En s'appuyant sur les idées de Ricardo, Barro (1974) a contribué à réfuter la thèse de l'efficacité de l'action budgétaire sur les variations conjoncturelles. Par le principe de l'équivalence ricardienne, le secteur privé intègre dans son calcul économique la contrainte budgétaire intertemporelle du secteur public. Si les agents s'attendent à rembourser la dette consécutive aux déficits, l'action de l'État produit un effet « non keynésien », dans la mesure où il n'affecte pas le produit intérieur.
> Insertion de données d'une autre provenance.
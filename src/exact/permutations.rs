//! Lazy permutation enumeration.

use std::iter::FusedIterator;

/// Iterator over every permutation of a sequence.
///
/// Permutations are yielded in lexicographic order of positions: the first
/// is the input as given, and each later one is the next arrangement of the
/// input positions. For an ascending input this is plain lexicographic
/// order. Only the current arrangement is held in memory.
///
/// An empty input yields exactly one (empty) permutation. Once exhausted the
/// iterator cannot be restarted; build a new one instead.
///
/// # Examples
///
/// ```
/// use u_tsp::exact::Permutations;
///
/// let perms: Vec<Vec<u32>> = Permutations::new(vec![1, 2, 3]).collect();
/// assert_eq!(perms, vec![
///     vec![1, 2, 3], vec![1, 3, 2],
///     vec![2, 1, 3], vec![2, 3, 1],
///     vec![3, 1, 2], vec![3, 2, 1],
/// ]);
/// ```
#[derive(Debug, Clone)]
pub struct Permutations<T> {
    items: Vec<T>,
    positions: Vec<usize>,
    exhausted: bool,
}

impl<T: Clone> Permutations<T> {
    /// Starts enumeration with `items` in their given order.
    pub fn new(items: Vec<T>) -> Self {
        let positions = (0..items.len()).collect();
        Self {
            items,
            positions,
            exhausted: false,
        }
    }
}

impl<T: Clone> Iterator for Permutations<T> {
    type Item = Vec<T>;

    fn next(&mut self) -> Option<Vec<T>> {
        if self.exhausted {
            return None;
        }
        let current = self
            .positions
            .iter()
            .map(|&p| self.items[p].clone())
            .collect();
        self.exhausted = !next_permutation(&mut self.positions);
        Some(current)
    }
}

impl<T: Clone> FusedIterator for Permutations<T> {}

/// Rearranges `seq` into its lexicographic successor.
///
/// Returns `false` (leaving `seq` untouched) when `seq` is already the last
/// arrangement.
fn next_permutation(seq: &mut [usize]) -> bool {
    let n = seq.len();
    if n < 2 {
        return false;
    }

    // Longest non-increasing suffix starts at pivot + 1.
    let mut pivot = n - 1;
    while pivot > 0 && seq[pivot - 1] >= seq[pivot] {
        pivot -= 1;
    }
    if pivot == 0 {
        return false;
    }
    let pivot = pivot - 1;

    let mut successor = n - 1;
    while seq[successor] <= seq[pivot] {
        successor -= 1;
    }
    seq.swap(pivot, successor);
    seq[pivot + 1..].reverse();
    true
}

/// Number of permutations of `n` items, or `None` on overflow.
pub fn permutation_count(n: usize) -> Option<usize> {
    (1..=n).try_fold(1usize, |acc, k| acc.checked_mul(k))
}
En effet, l'anticipation du remboursement de la dette suscite une diminution instantanée de la dépense privée et fait du déficit public un simple transfert intertemporel. Le principe de l'équivalence ricardienne repose toutefois sur des hypothèses restrictives, en particulier pour les pays en développement où les marchés de l'assurance et du crédit sont imparfaits et les impôts fortement distorsifs. Par ailleurs, en Afrique, les contraintes de liquidité limitent la possibilité pour les agents de lisser leur consommation dans le temps.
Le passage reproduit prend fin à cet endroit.